═══ The data ═══
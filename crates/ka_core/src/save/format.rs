use super::error::ProfileStoreError;
use super::PROFILE_VERSION;
use crate::models::player::PitchRole;
use serde::{Deserialize, Serialize};

use lz4_flex::{compress_prepend_size, decompress_size_prepended};
use rmp_serde::{from_slice, to_vec_named};
use schemars::JsonSchema;
use sha2::{Digest, Sha256};
use time::OffsetDateTime;

/// Longest accepted free-text field, in bytes.
const MAX_FIELD_LEN: usize = 200;

/// The user's profile as edited on the profile screen.
#[derive(Serialize, Deserialize, JsonSchema, Debug, Clone, PartialEq)]
pub struct UserProfile {
    /// Display name. May be empty while the user is still filling it in.
    pub name: String,

    /// Free-text home ground or area.
    pub location: String,

    /// Preferred position.
    pub primary_position: PitchRole,

    /// Fallback position.
    pub secondary_position: PitchRole,
}

impl Default for UserProfile {
    fn default() -> Self {
        Self {
            name: String::new(),
            location: String::new(),
            primary_position: PitchRole::ST,
            secondary_position: PitchRole::CM,
        }
    }
}

impl UserProfile {
    pub fn validate(&self) -> Result<(), ProfileStoreError> {
        if self.name.len() > MAX_FIELD_LEN {
            return Err(ProfileStoreError::DataTooLarge { size: self.name.len() });
        }
        if self.location.len() > MAX_FIELD_LEN {
            return Err(ProfileStoreError::DataTooLarge { size: self.location.len() });
        }
        Ok(())
    }
}

/// On-disk profile envelope.
#[derive(Serialize, Deserialize, Debug, Clone)]
pub struct ProfileRecord {
    /// Record format version for forward compatibility checks.
    pub version: u32,

    /// Save timestamp (unix milliseconds).
    pub saved_at: u64,

    pub profile: UserProfile,
}

impl ProfileRecord {
    pub fn new(profile: UserProfile) -> Self {
        Self { version: PROFILE_VERSION, saved_at: current_timestamp(), profile }
    }

    pub fn update_timestamp(&mut self) {
        self.saved_at = current_timestamp();
    }
}

/// Serialize and compress a profile record
pub fn serialize_and_compress(record: &ProfileRecord) -> Result<Vec<u8>, ProfileStoreError> {
    // Validate before serialization
    record.profile.validate()?;

    // 1. Serialize to MessagePack with field names
    let msgpack = to_vec_named(record).map_err(ProfileStoreError::Serialization)?;

    // 2. Compress with LZ4 (size prepended for easy decompression)
    let compressed = compress_prepend_size(&msgpack);

    // 3. Add SHA256 checksum at the end
    let mut hasher = Sha256::new();
    hasher.update(&compressed);
    let checksum = hasher.finalize();

    let mut result = compressed;
    result.extend_from_slice(&checksum);

    Ok(result)
}

/// Decompress and deserialize a profile record
pub fn decompress_and_deserialize(bytes: &[u8]) -> Result<ProfileRecord, ProfileStoreError> {
    // Check minimum size (header + checksum)
    if bytes.len() < 4 + 32 {
        return Err(ProfileStoreError::Corrupted);
    }

    // Split payload and checksum
    let (payload, checksum_bytes) = bytes.split_at(bytes.len() - 32);

    // Verify checksum
    let mut hasher = Sha256::new();
    hasher.update(payload);
    let calculated_checksum = hasher.finalize();

    if &calculated_checksum[..] != checksum_bytes {
        return Err(ProfileStoreError::ChecksumMismatch);
    }

    // Decompress
    let msgpack =
        decompress_size_prepended(payload).map_err(|_| ProfileStoreError::Decompression)?;

    // Deserialize
    let record: ProfileRecord =
        from_slice(&msgpack).map_err(ProfileStoreError::Deserialization)?;

    // Validate version
    if record.version > PROFILE_VERSION {
        return Err(ProfileStoreError::VersionMismatch {
            found: record.version,
            expected: PROFILE_VERSION,
        });
    }

    Ok(record)
}

pub fn current_timestamp() -> u64 {
    (OffsetDateTime::now_utc().unix_timestamp_nanos() / 1_000_000) as u64
}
═══
> Description of the task
Each entry is to be returned in full, character for character.

> Answer box
filename crates/ka_core/src/save/format.rs
use super::error::ProfileStoreError;
use super::PROFILE_VERSION;
use crate::models::player::PitchRole;
use serde::{Deserialize, Serialize};

use lz4_flex::{compress_prepend_size, decompress_size_prepended};
use rmp_serde::{from_slice, to_vec_named};
use schemars::JsonSchema;
use sha2::{Digest, Sha256};
use time::OffsetDateTime;

/// Longest accepted free-text field, in bytes.
const MAX_FIELD_LEN: usize = 200;

/// The user's profile as edited on the profile screen.
#[derive(Serialize, Deserialize, JsonSchema, Debug, Clone, PartialEq)]
pub struct UserProfile {
    /// Display name. May be empty while the user is still filling it in.
    pub name: String,

    /// Free-text home ground or area.
    pub location: String,

    /// Preferred position.
    pub primary_position: PitchRole,

    /// Fallback position.
    pub secondary_position: PitchRole,
}

impl Default for UserProfile {
    fn default() -> Self {
        Self {
            name: String::new(),
            location: String::new(),
            primary_position: PitchRole::ST,
            secondary_position: PitchRole::CM,
        }
    }
}

impl UserProfile {
    pub fn validate(&self) -> Result<(), ProfileStoreError> {
        if self.name.len() > MAX_FIELD_LEN {
            return Err(ProfileStoreError::DataTooLarge { size: self.name.len() });
        }
        if self.location.len() > MAX_FIELD_LEN {
            return Err(ProfileStoreError::DataTooLarge { size: self.location.len() });
        }
        Ok(())
    }
}

/// On-disk profile envelope.
#[derive(Serialize, Deserialize, Debug, Clone)]
pub struct ProfileRecord {
    /// Record format version for forward compatibility checks.
    pub version: u32,

    /// Save timestamp (unix milliseconds).
    pub saved_at: u64,

    pub profile: UserProfile,
}

impl ProfileRecord {
    pub fn new(profile: UserProfile) -> Self {
        Self { version: PROFILE_VERSION, saved_at: current_timestamp(), profile }
    }

    pub fn update_timestamp(&mut self) {
        self.saved_at = current_timestamp();
    }
}

/// Serialize and compress a profile record
pub fn serialize_and_compress(record: &ProfileRecord) -> Result<Vec<u8>, ProfileStoreError> {
    // Validate before serialization
    record.profile.validate()?;

    // 1. Serialize to MessagePack with field names
    let msgpack = to_vec_named(record).map_err(ProfileStoreError::Serialization)?;

    // 2. Compress with LZ4 (size prepended for easy decompression)
    let compressed = compress_prepend_size(&msgpack);

    // 3. Add SHA256 checksum at the end
    let mut hasher = Sha256::new();
    hasher.update(&compressed);
    let checksum = hasher.finalize();

    let mut result = compressed;
    result.extend_from_slice(&checksum);

    Ok(result)
}

/// Decompress and deserialize a profile record
pub fn decompress_and_deserialize(bytes: &[u8]) -> Result<ProfileRecord, ProfileStoreError> {
    // Check minimum size (header + checksum)
    if bytes.len() < 4 + 32 {
        return Err(ProfileStoreError::Corrupted);
    }

    // Split payload and checksum
    let (payload, checksum_bytes) = bytes.split_at(bytes.len() - 32);

    // Verify checksum
    let mut hasher = Sha256::new();
    hasher.update(payload);
    let calculated_checksum = hasher.finalize();

    if &calculated_checksum[..] != checksum_bytes {
        return Err(ProfileStoreError::ChecksumMismatch);
    }

    // Decompress
    let msgpack =
        decompress_size_prepended(payload).map_err(|_| ProfileStoreError::Decompression)?;

    // Deserialize
    let record: ProfileRecord =
        from_slice(&msgpack).map_err(ProfileStoreError::Deserialization)?;

    // Validate version
    if record.version > PROFILE_VERSION {
        return Err(ProfileStoreError::VersionMismatch {
            found: record.version,
            expected: PROFILE_VERSION,
        });
    }

    Ok(record)
}

pub fn current_timestamp() -> u64 {
    (OffsetDateTime::now_utc().unix_timestamp_nanos() / 1_000_000) as u64
}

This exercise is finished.